Goal of the exercise
For the entries below, say how many lines hold the word "Duration", with the number as the only reply.

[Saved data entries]
__________________________________________________

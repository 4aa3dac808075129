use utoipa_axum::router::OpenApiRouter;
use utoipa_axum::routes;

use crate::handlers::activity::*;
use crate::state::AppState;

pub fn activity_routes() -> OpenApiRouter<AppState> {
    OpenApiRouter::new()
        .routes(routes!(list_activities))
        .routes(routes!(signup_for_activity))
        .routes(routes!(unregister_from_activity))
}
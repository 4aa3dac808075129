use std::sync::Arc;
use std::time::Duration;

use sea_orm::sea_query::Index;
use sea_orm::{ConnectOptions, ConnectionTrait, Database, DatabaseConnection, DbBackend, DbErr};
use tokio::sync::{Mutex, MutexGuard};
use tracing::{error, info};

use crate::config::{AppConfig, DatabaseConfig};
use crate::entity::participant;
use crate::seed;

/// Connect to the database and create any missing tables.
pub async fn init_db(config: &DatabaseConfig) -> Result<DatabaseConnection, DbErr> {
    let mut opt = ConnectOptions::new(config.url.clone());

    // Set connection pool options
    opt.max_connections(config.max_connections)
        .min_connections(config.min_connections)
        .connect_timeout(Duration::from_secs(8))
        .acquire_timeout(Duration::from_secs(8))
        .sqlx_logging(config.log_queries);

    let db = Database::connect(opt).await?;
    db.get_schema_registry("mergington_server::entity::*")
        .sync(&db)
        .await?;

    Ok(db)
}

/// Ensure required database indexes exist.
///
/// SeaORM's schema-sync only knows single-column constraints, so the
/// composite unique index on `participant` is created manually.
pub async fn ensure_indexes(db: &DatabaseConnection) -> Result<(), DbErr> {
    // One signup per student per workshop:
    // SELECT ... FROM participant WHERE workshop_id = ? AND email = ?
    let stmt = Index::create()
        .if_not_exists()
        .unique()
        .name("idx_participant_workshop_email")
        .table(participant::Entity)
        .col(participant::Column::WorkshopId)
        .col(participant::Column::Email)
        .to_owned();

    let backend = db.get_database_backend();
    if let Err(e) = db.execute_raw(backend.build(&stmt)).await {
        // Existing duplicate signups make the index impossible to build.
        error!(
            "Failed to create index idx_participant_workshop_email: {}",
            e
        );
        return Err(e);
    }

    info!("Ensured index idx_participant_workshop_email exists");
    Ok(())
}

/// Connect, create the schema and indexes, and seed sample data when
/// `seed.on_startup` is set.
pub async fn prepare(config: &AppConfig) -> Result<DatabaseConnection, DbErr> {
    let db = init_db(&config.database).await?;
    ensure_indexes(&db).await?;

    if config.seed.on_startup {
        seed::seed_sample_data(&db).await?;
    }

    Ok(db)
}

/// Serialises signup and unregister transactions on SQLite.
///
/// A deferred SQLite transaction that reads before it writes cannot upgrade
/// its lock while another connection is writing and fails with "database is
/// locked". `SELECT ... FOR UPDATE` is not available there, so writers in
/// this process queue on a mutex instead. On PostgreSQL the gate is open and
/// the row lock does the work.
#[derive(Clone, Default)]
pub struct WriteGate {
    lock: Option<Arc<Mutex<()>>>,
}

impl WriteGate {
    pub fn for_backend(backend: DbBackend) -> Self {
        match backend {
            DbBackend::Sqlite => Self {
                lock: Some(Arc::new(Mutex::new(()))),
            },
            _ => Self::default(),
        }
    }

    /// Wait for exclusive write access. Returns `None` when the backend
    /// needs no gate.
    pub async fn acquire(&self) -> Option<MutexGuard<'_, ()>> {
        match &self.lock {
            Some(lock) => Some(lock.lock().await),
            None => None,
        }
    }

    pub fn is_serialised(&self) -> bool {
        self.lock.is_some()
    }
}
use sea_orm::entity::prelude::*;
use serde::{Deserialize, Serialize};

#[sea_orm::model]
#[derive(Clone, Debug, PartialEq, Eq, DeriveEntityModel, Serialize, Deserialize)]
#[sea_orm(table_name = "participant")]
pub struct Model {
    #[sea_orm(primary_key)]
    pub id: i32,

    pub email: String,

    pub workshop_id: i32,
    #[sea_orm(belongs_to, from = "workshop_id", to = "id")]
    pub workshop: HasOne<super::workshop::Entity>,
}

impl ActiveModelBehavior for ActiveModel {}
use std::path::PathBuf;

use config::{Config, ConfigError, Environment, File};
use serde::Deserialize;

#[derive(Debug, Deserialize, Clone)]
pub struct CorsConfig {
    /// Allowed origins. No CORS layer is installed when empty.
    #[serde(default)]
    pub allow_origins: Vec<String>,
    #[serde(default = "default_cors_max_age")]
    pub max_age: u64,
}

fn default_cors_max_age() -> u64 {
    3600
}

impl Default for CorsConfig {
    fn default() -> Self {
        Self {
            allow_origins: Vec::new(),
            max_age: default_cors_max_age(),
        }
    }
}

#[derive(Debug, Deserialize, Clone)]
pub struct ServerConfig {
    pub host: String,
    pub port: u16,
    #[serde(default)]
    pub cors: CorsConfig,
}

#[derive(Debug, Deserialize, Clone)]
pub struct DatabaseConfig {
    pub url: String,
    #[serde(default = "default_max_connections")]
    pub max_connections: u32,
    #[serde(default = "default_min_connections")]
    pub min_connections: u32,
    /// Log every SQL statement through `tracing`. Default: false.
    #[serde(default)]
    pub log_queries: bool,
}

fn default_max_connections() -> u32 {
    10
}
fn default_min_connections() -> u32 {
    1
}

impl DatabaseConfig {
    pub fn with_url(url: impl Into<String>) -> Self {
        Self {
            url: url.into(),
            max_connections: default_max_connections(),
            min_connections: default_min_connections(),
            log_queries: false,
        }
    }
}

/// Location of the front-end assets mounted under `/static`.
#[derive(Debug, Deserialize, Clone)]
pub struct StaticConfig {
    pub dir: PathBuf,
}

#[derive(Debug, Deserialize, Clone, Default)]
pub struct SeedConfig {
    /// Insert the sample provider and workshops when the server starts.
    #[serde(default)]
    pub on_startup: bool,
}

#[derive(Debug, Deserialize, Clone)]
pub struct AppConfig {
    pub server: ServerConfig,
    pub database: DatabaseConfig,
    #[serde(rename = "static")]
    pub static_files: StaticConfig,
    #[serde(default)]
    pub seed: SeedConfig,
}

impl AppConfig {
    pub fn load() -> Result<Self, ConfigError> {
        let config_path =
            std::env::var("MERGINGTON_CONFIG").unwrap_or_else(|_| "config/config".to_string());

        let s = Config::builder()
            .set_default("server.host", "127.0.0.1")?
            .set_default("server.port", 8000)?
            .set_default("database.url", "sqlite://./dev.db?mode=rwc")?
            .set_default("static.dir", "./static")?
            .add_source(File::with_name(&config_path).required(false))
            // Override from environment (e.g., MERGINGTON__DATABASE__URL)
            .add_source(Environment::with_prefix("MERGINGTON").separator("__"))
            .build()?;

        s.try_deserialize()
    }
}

__________________________________________________

Result of the task
3